Preferably, the HFC is selected from linear or branched HFCs having
from 4 to 6 carbon atoms. More preferably, the HFC is selected from
the group consisting of CF.sub.3 CHFCHFCF.sub.2 CF.sub.3 and
CF.sub.3 CH.sub.2 CF.sub.2 CH.sub.3.
The HFC can be used alone or as a mixture of two or more HFCs.
Alternatively, the HFC(s) can be mixed with another fluorinated
solvent, such as a perfluorinated ketone or a hydrofluoroether.
Lubricious Additive(s)
The working fluids of the present invention comprise one or more
lubricious additives selected from the group consisting of esters
and alkylene glycol ethers having a boiling point ranging from
about 200.degree. C. to about 350.degree. C., preferably ranging
from about 200.degree. C. to 310.degree.
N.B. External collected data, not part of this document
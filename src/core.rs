use std::fmt::Display;
use std::sync::Arc;
use std::time::Instant;

use camino::{Utf8Path, Utf8PathBuf};
use console::Style;

use crate::config::Profile;

const ANSI_BLUE: Style = Style::new().blue();

/// A 32-byte BLAKE3 hash used for change detection and fingerprinting.
///
/// In `chizu`, this serves two purposes:
/// 1. The template task keeps one per source file in watch mode, so that
///    unchanged partials are not reprocessed on repeated runs.
/// 2. The fingerprint task embeds a prefix of it into output file names,
///    ensuring effective browser caching.
#[derive(Clone, Copy, PartialEq, Eq, Hash, Default)]
pub(crate) struct Hash32([u8; 32]);

impl<T> From<T> for Hash32
where
    T: Into<[u8; 32]>,
{
    fn from(value: T) -> Self {
        Hash32(value.into())
    }
}

impl Hash32 {
    pub(crate) fn hash(buffer: impl AsRef<[u8]>) -> Self {
        blake3::Hasher::new()
            .update(buffer.as_ref())
            .finalize()
            .into()
    }

    pub(crate) fn to_hex(self) -> String {
        const HEX: &[u8; 16] = b"0123456789abcdef";
        let mut acc = String::with_capacity(64);

        for &byte in &self.0 {
            acc.push(HEX[(byte >> 4) as usize] as char);
            acc.push(HEX[(byte & 0xF) as usize] as char);
        }

        acc
    }
}

impl std::fmt::Debug for Hash32 {
    fn fmt(&self, f: &mut std::fmt::Formatter<'_>) -> std::fmt::Result {
        write!(f, "Hash32({})", self.to_hex())
    }
}

/// The mode in which the pipeline is running.
///
/// The mode is passed explicitly to every task, it decides whether compiler
/// errors abort the build and whether the watch-mode change cache is used.
#[derive(Debug, Clone, Copy, PartialEq, Eq)]
pub enum Mode {
    /// A one-time build, compiler errors abort the task.
    Build,
    /// A continuous watch mode for development, compiler errors are logged.
    Watch,
}

/// Everything a task needs to know about the current invocation.
#[derive(Debug, Clone)]
pub struct Environment {
    /// The active build profile.
    pub profile: Arc<Profile>,
    /// Project root, every profile path is relative to it.
    pub root: Utf8PathBuf,
    /// The current build mode (Build or Watch).
    pub mode: Mode,
    /// The port of the live-reload websocket (if running).
    pub port: Option<u16>,
}

impl Environment {
    pub fn new(profile: Profile, root: impl Into<Utf8PathBuf>, mode: Mode) -> Self {
        Self {
            profile: Arc::new(profile),
            root: root.into(),
            mode,
            port: None,
        }
    }

    /// Directory holding the template, style and asset sources.
    pub fn source_dir(&self) -> Utf8PathBuf {
        self.root.join(&self.profile.paths.source)
    }

    /// Directory the compile and copy tasks write into.
    pub fn output_dir(&self) -> Utf8PathBuf {
        self.root.join(&self.profile.paths.output)
    }

    /// Directory that ends up deployed. For fingerprinting profiles this is
    /// the final directory, otherwise it is the output directory itself.
    pub fn publish_dir(&self) -> Utf8PathBuf {
        match &self.profile.paths.final_output {
            Some(path) if self.profile.fingerprint.enabled => self.root.join(path),
            _ => self.output_dir(),
        }
    }

    pub fn is_watching(&self) -> bool {
        self.mode == Mode::Watch
    }

    /// Returns a JavaScript snippet that reloads the page when the
    /// live-reload socket broadcasts a message.
    pub fn refresh_script(&self) -> Option<String> {
        self.port.map(|port| {
            format!(
                r#"
const socket = new WebSocket("ws://localhost:{port}");
socket.addEventListener("message", event => {{
    window.location.reload();
}});
"#
            )
        })
    }
}

/// The context passed to every task execution.
pub struct TaskContext<'a> {
    pub env: &'a Environment,
    /// Tracing span assigned to this task.
    pub span: tracing::Span,
}

pub(crate) fn as_overhead(s: Instant) -> impl Display {
    let f = format!("(+{}ms)", s.elapsed().as_millis());
    ANSI_BLUE.apply_to(f)
}

/// Returns `path` relative to `base`, with forward slashes.
pub(crate) fn relative(path: &Utf8Path, base: &Utf8Path) -> Utf8PathBuf {
    let path = path.strip_prefix(base).unwrap_or(path);
    Utf8PathBuf::from(path.as_str().replace('\\', "/"))
}

#[cfg(test)]
mod tests {
    use super::*;

    #[test]
    fn test_hash_is_stable() {
        let a = Hash32::hash(b"body { color: red }");
        let b = Hash32::hash(b"body { color: red }");
        let c = Hash32::hash(b"body { color: blue }");

        assert_eq!(a, b);
        assert_ne!(a, c);
        assert_eq!(a.to_hex().len(), 64);
    }

    #[test]
    fn test_publish_dir() {
        let env = Environment::new(Profile::online(), "/site", Mode::Build);
        assert_eq!(env.output_dir(), "/site/tmp");
        assert_eq!(env.publish_dir(), "/site/online");

        let env = Environment::new(Profile::development(), "/site", Mode::Build);
        assert_eq!(env.publish_dir(), "/site/dist");
    }

    #[test]
    fn test_refresh_script() {
        let mut env = Environment::new(Profile::development(), ".", Mode::Watch);
        assert!(env.refresh_script().is_none());

        env.port = Some(1337);
        let script = env.refresh_script().unwrap();
        assert!(script.contains("ws://localhost:1337"));
    }
}
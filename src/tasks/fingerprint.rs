//! Content-hashed file names for long-lived browser caching.
//!
//! The output tree is copied into the published directory. Every file which
//! is not excluded gets a prefix of its BLAKE3 hash embedded into its name,
//! and every reference to a renamed file inside the text files is rewritten.
//!
//! Binary files are hashed first, on their raw content. Text files are
//! hashed in dependency order, each on its content after the references to
//! every file it points at were rewritten, so that a changed image also
//! changes the name of every stylesheet pointing at it and of every page
//! pointing at that stylesheet. Text files referencing each other in a
//! cycle are hashed without the references inside the cycle rewritten.
//!
//! Text files which are not valid UTF-8 are treated as binary files.

use std::collections::BTreeMap;
use std::fs;
use std::time::Instant;

use camino::{Utf8Path, Utf8PathBuf};
use glob::Pattern;
use petgraph::algo::kosaraju_scc;
use petgraph::graph::DiGraph;

use crate::core::{Environment, Hash32, TaskContext, as_overhead, relative};
use crate::engine::Task;
use crate::error::RewriteError;
use crate::io::{list_files, write};

const TEXT: &[&str] = &["html", "css", "js", "json", "svg", "txt", "xml"];

/// Original path to fingerprinted path, both relative to the output root.
pub type RevManifest = BTreeMap<String, String>;

/// Renames output files after their content and rewrites references to them.
pub struct Fingerprint;

fn is_text(path: &Utf8Path) -> bool {
    path.extension().is_some_and(|ext| TEXT.contains(&ext))
}

fn hashed_name(path: &Utf8Path, hash: Hash32, length: usize) -> String {
    let hex = hash.to_hex();
    let hex = &hex[..length.min(hex.len())];

    let name = match (path.file_stem(), path.extension()) {
        (Some(stem), Some(ext)) => format!("{stem}.{hex}.{ext}"),
        _ => format!("{}.{hex}", path.file_name().unwrap_or_default()),
    };

    match path.parent() {
        Some(parent) if !parent.as_str().is_empty() => format!("{parent}/{name}"),
        _ => name,
    }
}

impl Fingerprint {
    /// Writes the fingerprinted tree and returns the manifest of renamed
    /// files. Nothing happens for profiles without fingerprinting.
    pub fn run(&self, env: &Environment) -> Result<RevManifest, RewriteError> {
        let options = &env.profile.fingerprint;
        if !options.enabled {
            tracing::info!("fingerprinting is disabled for this profile");
            return Ok(RevManifest::new());
        }

        let Some(final_output) = &env.profile.paths.final_output else {
            tracing::warn!("fingerprinting needs a final output directory");
            return Ok(RevManifest::new());
        };

        let source = env.output_dir();
        let target = env.root.join(final_output);

        let exclude = options
            .exclude
            .iter()
            .map(|glob| Pattern::new(glob))
            .collect::<Result<Vec<_>, _>>()?;

        let files: Vec<Utf8PathBuf> = list_files(&source)
            .map_err(|e| RewriteError::Io(source.to_string(), e))?
            .iter()
            .map(|path| relative(path, &source))
            .collect();

        let is_excluded = |path: &Utf8Path| exclude.iter().any(|p| p.matches(path.as_str()));
        let read = |path: &Utf8Path| {
            let path = source.join(path);
            fs::read(&path).map_err(|e| RewriteError::Io(path.to_string(), e))
        };

        let mut texts = BTreeMap::new();
        for path in files.iter().filter(|p| is_text(p)) {
            match String::from_utf8(read(path)?) {
                Ok(text) => {
                    texts.insert(path.as_path(), text);
                }
                Err(_) => tracing::debug!(%path, "not valid UTF-8, left as is"),
            }
        }

        let mut manifest = RevManifest::new();

        for path in files.iter().filter(|p| !texts.contains_key(p.as_path()) && !is_excluded(p)) {
            let hash = Hash32::hash(read(path)?);
            manifest.insert(path.to_string(), hashed_name(path, hash, options.length));
        }

        // An edge points from a text file to a text file it references.
        let mut graph = DiGraph::<&Utf8Path, ()>::new();
        let nodes: Vec<_> = texts
            .keys()
            .filter(|p| !is_excluded(p))
            .map(|&path| graph.add_node(path))
            .collect();

        for &from in &nodes {
            for &to in &nodes {
                let (path, target) = (graph[from], graph[to]);
                if from != to && references(&texts[path], path, target.as_str()) {
                    graph.add_edge(from, to, ());
                }
            }
        }

        // Components come out with the referenced files first.
        for component in kosaraju_scc(&graph) {
            let names: Vec<_> = component
                .iter()
                .map(|&node| {
                    let path = graph[node];
                    let hash = Hash32::hash(rewrite(&texts[path], path, &manifest));
                    (path.to_string(), hashed_name(path, hash, options.length))
                })
                .collect();
            manifest.extend(names);
        }

        for path in &files {
            let name = manifest.get(path.as_str()).map(String::as_str).unwrap_or(path.as_str());
            let dst = target.join(name);

            let data = match texts.get(path.as_path()) {
                Some(text) => rewrite(text, path, &manifest).into_bytes(),
                None => read(path)?,
            };

            write(&dst, data).map_err(|e| RewriteError::Io(dst.to_string(), e))?;
        }

        if let Some(name) = &options.manifest {
            let path = target.join(name);
            let json = serde_json::to_string_pretty(&manifest)?;
            write(&path, json).map_err(|e| RewriteError::Io(path.to_string(), e))?;
        }

        Ok(manifest)
    }
}

/// `target` as seen from a file living in `dir`.
fn relative_to(dir: &Utf8Path, target: &str) -> String {
    let from: Vec<_> = dir.components().map(|c| c.as_str()).collect();
    let to: Vec<_> = target.split('/').collect();

    let common = from.iter().zip(&to).take_while(|(a, b)| a == b).count();

    let mut parts = vec![".."; from.len() - common];
    parts.extend(&to[common..]);
    parts.join("/")
}

fn is_boundary_before(c: Option<char>) -> bool {
    match c {
        None => true,
        Some(c) => matches!(c, '"' | '\'' | '(' | '=' | ',') || c.is_whitespace(),
    }
}

fn is_boundary_after(c: Option<char>) -> bool {
    match c {
        None => true,
        Some(c) => matches!(c, '"' | '\'' | ')' | '?' | '#') || c.is_whitespace(),
    }
}

/// Offsets of the occurrences of `from` which stand on their own as a
/// reference, `/img/a.png` is never matched inside `/x/img/a.png` but is
/// matched in `./img/a.png`.
fn bounded<'a>(text: &'a str, from: &'a str) -> impl Iterator<Item = usize> + 'a {
    text.match_indices(from).filter_map(move |(i, _)| {
        let head = &text[..i];
        let head = head.strip_suffix("./").unwrap_or(head);
        let before = head.chars().next_back();
        let after = text[i + from.len()..].chars().next();

        (is_boundary_before(before) && is_boundary_after(after)).then_some(i)
    })
}

fn replace_bounded(text: &str, from: &str, to: &str) -> String {
    let mut out = String::with_capacity(text.len());
    let mut last = 0;

    for i in bounded(text, from) {
        out.push_str(&text[last..i]);
        out.push_str(to);
        last = i + from.len();
    }

    out.push_str(&text[last..]);
    out
}

/// The forms a reference to `target` takes inside a file at `path`.
fn forms(path: &Utf8Path, target: &str) -> Vec<String> {
    let dir = path.parent().unwrap_or(Utf8Path::new(""));
    let mut forms = vec![format!("/{target}"), relative_to(dir, target)];

    if forms[1] != target {
        forms.push(target.to_string());
    }

    forms
}

/// Whether the text file at `path` references `target` in any form.
fn references(text: &str, path: &Utf8Path, target: &str) -> bool {
    forms(path, target)
        .iter()
        .any(|form| bounded(text, form).next().is_some())
}

/// Rewrites references to renamed files in a text file at `path`. Each
/// reference is recognised in root-absolute (`/css/a.css`), root-relative
/// (`css/a.css`) and file-relative (`../css/a.css`) form.
pub(crate) fn rewrite(text: &str, path: &Utf8Path, manifest: &RevManifest) -> String {
    let mut text = text.to_string();

    for (from, to) in manifest {
        if !text.contains(from.rsplit('/').next().unwrap_or(from)) {
            continue;
        }

        for (from, to) in forms(path, from).iter().zip(forms(path, to).iter()) {
            text = replace_bounded(&text, from, to);
        }
    }

    text
}

impl Task for Fingerprint {
    fn name(&self) -> &'static str {
        "fingerprint"
    }

    fn execute(&self, context: &TaskContext) -> anyhow::Result<()> {
        let start = Instant::now();
        let manifest = self.run(context.env)?;
        tracing::info!("fingerprinted {} files {}", manifest.len(), as_overhead(start));
        Ok(())
    }
}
C. These lubricious
additive(s) impart lubricity to the operation to minimize galling
and increase tool life while improving the surface finish of the
machined surface and keeping the tool and workpiece cool during the
duration of the cutting or abrasive working operation. Preferably,
no residue remains after the machining operation is complete.
The lubricious additive(s) are preferably selected from the group
consisting of alkylene glycol ethers, fatty acid esters, and lactic
acid esters. More preferably, the alkylene glycol ether is
diethylene glycol monobutyl ether, dipropylene glycol t-butyl
ether, and/or dipropylene glycol n-butyl ether; the fatty acid
ester is ethyl octanoate, ethyl decanoate, ethyl laurate and/or
isopropyl myristate; and the lactic acid ester is amyl lactate
and/or ethylhexyl lactate.
Generally, concentrations of lubricious additives in the working
fluid are about 0.1 to about 30 percent by weight, preferably about
0.1 to about 10 percent, and most preferably about 0.1 to about 5
percent of the total working fluid. The concentration of each
lubricious additive is independent, but is limited to a total
concentration not to exceed about 30 percent, preferably about 10
weight percent, and most preferably about 5 weight percent of the
total working fluid.
The working fluids of the present invention can, and typically
include one or more conventional additives such as corrosion
inhibitors, antioxidants, defoamers, dyes, bactericides, freezing
point depressants, metal deactivators, co-solvents, and the like.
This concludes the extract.